The problem: Each line of the data below that holds the word "await" is to be reported in full.
*** Opening Provided entries ***
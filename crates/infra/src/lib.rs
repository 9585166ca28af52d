//! # MediFlow インフラ層
//!
//! 外部システムとの接続・通信を担当するインフラストラクチャ層。
//!
//! ## 設計方針
//!
//! このクレートはドメイン層のエンティティを永続化するリポジトリと、
//! 外部サービス（オブジェクトストレージ、パスワードハッシュ）への
//! アクセスを提供する。外部システムの詳細をカプセル化し、
//! ドメイン層をインフラの変更から保護する。
//!
//! ## 責務
//!
//! - **データベース接続**: PostgreSQL への接続プールとトランザクション管理
//! - **リポジトリ実装**: 予約・ドクター・ユーザーの永続化
//! - **メディアストレージ**: 写真アップロードの保存（S3 / MinIO）
//! - **パスワード**: Argon2id によるハッシュ生成と検証
//!
//! ## 依存関係
//!
//! ```text
//! clinic-service → infra → domain
//! ```
//!
//! ドメイン層はインフラ層に依存しない（依存性逆転の原則）。
//!
//! ## モジュール構成
//!
//! - [`db`] - PostgreSQL 接続とトランザクションコンテキスト
//! - [`error`] - インフラ層エラー定義
//! - [`media`] - 写真アップロードの保存先
//! - [`password`] - パスワードハッシュ
//! - [`repository`] - リポジトリ実装

pub mod db;
pub mod error;
pub mod media;
pub mod password;
pub mod repository;

#[cfg(any(test, feature = "test-utils"))]
pub mod mock;

pub use error::{InfraError, InfraErrorKind};
pub use password::{Argon2PasswordChecker, PasswordChecker};
//! # ユーザーアカウント
//!
//! ログインアカウントのエンティティと関連する値オブジェクトを定義する。
//!
//! ドクターは 1 人につき 1 つのアカウントを持ち、
//! プロフィール編集画面からメールアドレス・表示名・パスワードを変更できる。
//!
//! ## 設計方針
//!
//! - **Newtype パターン**: UserId は UUID をラップし、型安全性を確保
//! - **不変性**: フィールドは基本的に不変、変更はメソッド経由で新インスタンスを返す
//! - **バリデーション**: 値オブジェクトの生成時に検証ロジックを実行

use chrono::{DateTime, Utc};

use crate::{DomainError, password::PasswordHash};

define_uuid_id! {
    /// ユーザー ID（一意識別子）
    ///
    /// UUID v7 を使用し、生成順にソート可能。
    pub struct UserId;
}

define_validated_string! {
    /// アカウント表示名（値オブジェクト）
    ///
    /// クリニック内で一意である必要がある（一意性の検証はリポジトリが担当）。
    /// PII のため、Debug 出力はマスクされる。
    ///
    /// # バリデーション
    ///
    /// - 空文字列ではない
    /// - 最大 100 文字
    pub struct UserName {
        label: "ユーザー名",
        max_length: 100,
        pii: true,
    }
}

/// メールアドレス（値オブジェクト）
///
/// 生成時にバリデーションを実行し、不正な値の作成を防ぐ。
#[derive(Debug, Clone, PartialEq, Eq, serde::Serialize, serde::Deserialize)]
pub struct Email(String);

impl Email {
    /// メールアドレスを作成する
    ///
    /// # バリデーション
    ///
    /// - 空文字列ではない
    /// - `local@domain` の形式であること
    /// - 最大 255 文字
    ///
    /// # エラー
    ///
    /// バリデーションに失敗した場合は `DomainError::Validation` を返す。
    pub fn new(value: impl Into<String>) -> Result<Self, DomainError> {
        let value = value.into();

        if value.is_empty() {
            return Err(DomainError::Validation(
                "メールアドレスは必須です".to_string(),
            ));
        }

        let Some((local, domain)) = value.split_once('@') else {
            return Err(DomainError::Validation(
                "メールアドレスの形式が不正です".to_string(),
            ));
        };

        if local.is_empty() || domain.is_empty() {
            return Err(DomainError::Validation(
                "メールアドレスの形式が不正です".to_string(),
            ));
        }

        if value.len() > 255 {
            return Err(DomainError::Validation(
                "メールアドレスは255文字以内である必要があります".to_string(),
            ));
        }

        Ok(Self(value))
    }

    /// 文字列参照を取得する
    pub fn as_str(&self) -> &str {
        &self.0
    }

    /// 所有権を持つ文字列に変換する
    pub fn into_string(self) -> String {
        self.0
    }
}

impl std::fmt::Display for Email {
    fn fmt(&self, f: &mut std::fmt::Formatter<'_>) -> std::fmt::Result {
        write!(f, "{}", self.0)
    }
}

/// ユーザーアカウントエンティティ
///
/// ドクターのログインアカウント。メールアドレス・表示名・パスワードハッシュを
/// 保持する。表示名はクリニック内で一意。
#[derive(Debug, Clone, PartialEq, Eq)]
pub struct User {
    id: UserId,
    email: Email,
    name: UserName,
    password_hash: PasswordHash,
    created_at: DateTime<Utc>,
    updated_at: DateTime<Utc>,
}

/// ユーザーアカウントの DB 復元パラメータ
pub struct UserRecord {
    pub id: UserId,
    pub email: Email,
    pub name: UserName,
    pub password_hash: PasswordHash,
    pub created_at: DateTime<Utc>,
    pub updated_at: DateTime<Utc>,
}

impl User {
    /// 既存のデータから復元する
    pub fn from_db(record: UserRecord) -> Self {
        Self {
            id: record.id,
            email: record.email,
            name: record.name,
            password_hash: record.password_hash,
            created_at: record.created_at,
            updated_at: record.updated_at,
        }
    }

    pub fn id(&self) -> &UserId {
        &self.id
    }

    pub fn email(&self) -> &Email {
        &self.email
    }

    pub fn name(&self) -> &UserName {
        &self.name
    }

    pub fn password_hash(&self) -> &PasswordHash {
        &self.password_hash
    }

    pub fn created_at(&self) -> DateTime<Utc> {
        self.created_at
    }

    pub fn updated_at(&self) -> DateTime<Utc> {
        self.updated_at
    }

    /// 表示名を変更した新しいインスタンスを返す
    pub fn with_name(self, name: UserName, now: DateTime<Utc>) -> Self {
        Self {
            name,
            updated_at: now,
            ..self
        }
    }

    /// メールアドレスを変更した新しいインスタンスを返す
    pub fn with_email(self, email: Email, now: DateTime<Utc>) -> Self {
        Self {
            email,
            updated_at: now,
            ..self
        }
    }

    /// パスワードハッシュを変更した新しいインスタンスを返す
    pub fn with_password_hash(self, password_hash: PasswordHash, now: DateTime<Utc>) -> Self {
        Self {
            password_hash,
            updated_at: now,
            ..self
        }
    }
}

#[cfg(test)]
mod tests {
    use pretty_assertions::assert_eq;
    use rstest::{fixture, rstest};

    use super::*;

    // Email のテスト

    #[rstest]
    #[case("user@example.com")]
    #[case("a@b")]
    fn test_メールアドレスは正常な形式を受け入れる(#[case] input: &str) {
        assert!(Email::new(input).is_ok());
    }

    #[rstest]
    #[case("", "空文字列")]
    #[case("no-at-mark", "アットマークなし")]
    #[case("@example.com", "ローカル部なし")]
    #[case("user@", "ドメイン部なし")]
    fn test_メールアドレスは不正な形式を拒否する(
        #[case] input: &str,
        #[case] _reason: &str,
    ) {
        assert!(Email::new(input).is_err());
    }

    #[test]
    fn test_メールアドレスは256文字以上を拒否する() {
        let long_email = format!("{}@example.com", "a".repeat(250));
        assert!(Email::new(long_email).is_err());
    }

    // User のテスト

    #[fixture]
    fn now() -> DateTime<Utc> {
        DateTime::from_timestamp(1_700_000_000, 0).unwrap()
    }

    #[fixture]
    fn test_user(now: DateTime<Utc>) -> User {
        User::from_db(UserRecord {
            id: UserId::new(),
            email: Email::new("doctor@example.com").unwrap(),
            name: UserName::new("yamada").unwrap(),
            password_hash: PasswordHash::new("$argon2id$..."),
            created_at: now,
            updated_at: now,
        })
    }

    #[rstest]
    fn test_表示名変更後の状態(test_user: User, now: DateTime<Utc>) {
        let later = now + chrono::Duration::hours(1);
        let new_name = UserName::new("yamada2").unwrap();

        let sut = test_user.clone().with_name(new_name.clone(), later);

        assert_eq!(sut.name(), &new_name);
        assert_eq!(sut.updated_at(), later);
        assert_eq!(sut.email(), test_user.email());
    }

    #[rstest]
    fn test_メールアドレス変更後の状態(test_user: User, now: DateTime<Utc>) {
        let later = now + chrono::Duration::hours(1);
        let new_email = Email::new("new@example.com").unwrap();

        let sut = test_user.clone().with_email(new_email.clone(), later);

        assert_eq!(sut.email(), &new_email);
        assert_eq!(sut.updated_at(), later);
        assert_eq!(sut.name(), test_user.name());
    }

    #[rstest]
    fn test_パスワードハッシュ変更後の状態(test_user: User, now: DateTime<Utc>) {
        let later = now + chrono::Duration::hours(1);
        let new_hash = PasswordHash::new("$argon2id$new");

        let sut = test_user.clone().with_password_hash(new_hash.clone(), later);

        assert_eq!(sut.password_hash(), &new_hash);
        assert_eq!(sut.updated_at(), later);
    }
}
//! # Clinic Service サーバー
//!
//! クリニック向けの予約管理とドクタープロフィール編集を担当する内部 API
//! サーバー。
//!
//! ## 役割
//!
//! - **予約ワークフロー**: 予約内容の編集・支払い記録・ステータス変更・削除を
//!   1 トランザクションで確定する
//! - **予約照会**: クリニック単位の一覧・件数サマリの提供
//! - **プロフィール編集**: ドクターの基本情報・メールアドレス・パスワード・
//!   写真の変更
//!
//! ## アクセス制御
//!
//! Clinic Service は内部ネットワークからのみアクセス可能とする。
//! セッション認証は上流の認証ゲートウェイが担当し、解決済みの
//! クリニック ID / ユーザー ID を内部 API パラメータとして受け取る。
//!
//! ## 環境変数
//!
//! | 変数名 | 必須 | 説明 |
//! |--------|------|------|
//! | `CLINIC_HOST` | No | バインドアドレス（デフォルト: `0.0.0.0`） |
//! | `CLINIC_PORT` | **Yes** | ポート番号 |
//! | `DATABASE_URL` | **Yes** | PostgreSQL 接続 URL |
//! | `S3_ENDPOINT_URL` | No | オブジェクトストレージの接続先（MinIO 使用時） |
//! | `S3_BUCKET_NAME` | No | 写真保存先バケット（デフォルト: `mediflow-photos`） |
//!
//! ## 起動方法
//!
//! ```bash
//! # 開発環境
//! cargo run -p mediflow-clinic-service
//!
//! # 本番環境
//! CLINIC_PORT=13001 DATABASE_URL=postgres://... cargo run -p mediflow-clinic-service --release
//! ```

use std::{net::SocketAddr, sync::Arc};

use axum::{
    Router,
    routing::{get, post, put},
};
use mediflow_clinic_service::{
    config::ClinicConfig,
    handler::{
        ProfileState,
        ReservationState,
        count_reservations,
        delete_reservation,
        get_profile,
        get_reservation,
        health_check,
        list_doctors,
        list_payment_reservations,
        list_reservations,
        record_payment,
        update_email,
        update_password,
        update_profile,
        update_reservation,
        update_reservation_with_patient,
        update_status,
        upload_profile_photo,
        upload_reservation_photo,
    },
    usecase::{ProfileUseCaseImpl, ReservationUseCaseImpl},
};
use mediflow_domain::clock::{Clock, SystemClock};
use mediflow_infra::{
    Argon2PasswordChecker,
    PasswordChecker,
    db::{self, PgTransactionManager, TransactionManager},
    media::{self, MediaStorage, S3MediaStorage},
    repository::{
        DoctorRepository,
        PostgresDoctorRepository,
        PostgresReservationRepository,
        PostgresUserRepository,
        ReservationRepository,
        UserRepository,
    },
};
use tokio::net::TcpListener;
use tower_http::trace::TraceLayer;
use tracing_subscriber::{layer::SubscriberExt, util::SubscriberInitExt};

/// Clinic Service サーバーのエントリーポイント
#[tokio::main]
async fn main() -> anyhow::Result<()> {
    // .env ファイルを読み込む（存在する場合）
    dotenvy::dotenv().ok();

    // トレーシング初期化
    tracing_subscriber::registry()
        .with(
            tracing_subscriber::EnvFilter::try_from_default_env()
                .unwrap_or_else(|_| "info,mediflow=debug".into()),
        )
        .with(tracing_subscriber::fmt::layer())
        .init();

    // 設定読み込み
    let config = ClinicConfig::from_env().expect("設定の読み込みに失敗しました");

    tracing::info!(
        "Clinic Service サーバーを起動します: {}:{}",
        config.host,
        config.port
    );

    // データベース接続プールを作成
    let pool = db::create_pool(&config.database_url)
        .await
        .expect("データベース接続に失敗しました");
    tracing::info!("データベースに接続しました");

    // マイグレーション実行
    db::run_migrations(&pool)
        .await
        .expect("マイグレーションの実行に失敗しました");
    tracing::info!("マイグレーションを適用しました");

    // オブジェクトストレージクライアントを作成
    let s3_client = media::create_client(config.s3_endpoint_url.as_deref()).await;
    let media_storage: Arc<dyn MediaStorage> = Arc::new(S3MediaStorage::new(
        s3_client,
        config.s3_bucket_name.clone(),
    ));

    // 依存コンポーネントを初期化
    let reservation_repo: Arc<dyn ReservationRepository> =
        Arc::new(PostgresReservationRepository::new(pool.clone()));
    let doctor_repo: Arc<dyn DoctorRepository> =
        Arc::new(PostgresDoctorRepository::new(pool.clone()));
    let user_repo: Arc<dyn UserRepository> = Arc::new(PostgresUserRepository::new(pool.clone()));
    let password_checker: Arc<dyn PasswordChecker> = Arc::new(Argon2PasswordChecker::new());
    let tx_manager: Arc<dyn TransactionManager> = Arc::new(PgTransactionManager::new(pool));
    let clock: Arc<dyn Clock> = Arc::new(SystemClock);

    let reservation_state = Arc::new(ReservationState {
        usecase: ReservationUseCaseImpl::new(
            reservation_repo,
            doctor_repo.clone(),
            media_storage.clone(),
            tx_manager.clone(),
            clock.clone(),
        ),
    });
    let profile_state = Arc::new(ProfileState {
        usecase: ProfileUseCaseImpl::new(
            doctor_repo,
            user_repo,
            media_storage,
            password_checker,
            tx_manager,
            clock,
        ),
    });

    // ルーター構築
    let app = Router::new()
        .route("/health", get(health_check))
        // 予約 API
        .merge(
            Router::new()
                .route("/clinic/reservations", get(list_reservations))
                .route("/clinic/reservations/count", get(count_reservations))
                .route(
                    "/clinic/reservations/payments",
                    get(list_payment_reservations),
                )
                .route("/clinic/reservations/photos", post(upload_reservation_photo))
                .route(
                    "/clinic/reservations/{id}",
                    get(get_reservation)
                        .put(update_reservation)
                        .delete(delete_reservation),
                )
                .route(
                    "/clinic/reservations/{id}/patient",
                    put(update_reservation_with_patient),
                )
                .route("/clinic/reservations/{id}/payment", post(record_payment))
                .route("/clinic/reservations/{id}/status", put(update_status))
                .route("/clinic/doctors", get(list_doctors))
                .with_state(reservation_state),
        )
        // プロフィール API
        .merge(
            Router::new()
                .route("/doctor/profile", get(get_profile).put(update_profile))
                .route("/doctor/profile/email", put(update_email))
                .route("/doctor/profile/password", put(update_password))
                .route("/doctor/profile/photo", post(upload_profile_photo))
                .with_state(profile_state),
        )
        .layer(TraceLayer::new_for_http());

    // サーバー起動
    let addr: SocketAddr = format!("{}:{}", config.host, config.port)
        .parse()
        .expect("アドレスのパースに失敗しました");

    let listener = TcpListener::bind(addr).await?;
    tracing::info!("Clinic Service サーバーが起動しました: {}", addr);

    axum::serve(listener, app).await?;

    Ok(())
}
*** Closing Provided entries ***
Task solution:
        .await
        .await
    let s3_client = media::create_client(config.s3_endpoint_url.as_deref()).await;
    let listener = TcpListener::bind(addr).await?;
    axum::serve(listener, app).await?;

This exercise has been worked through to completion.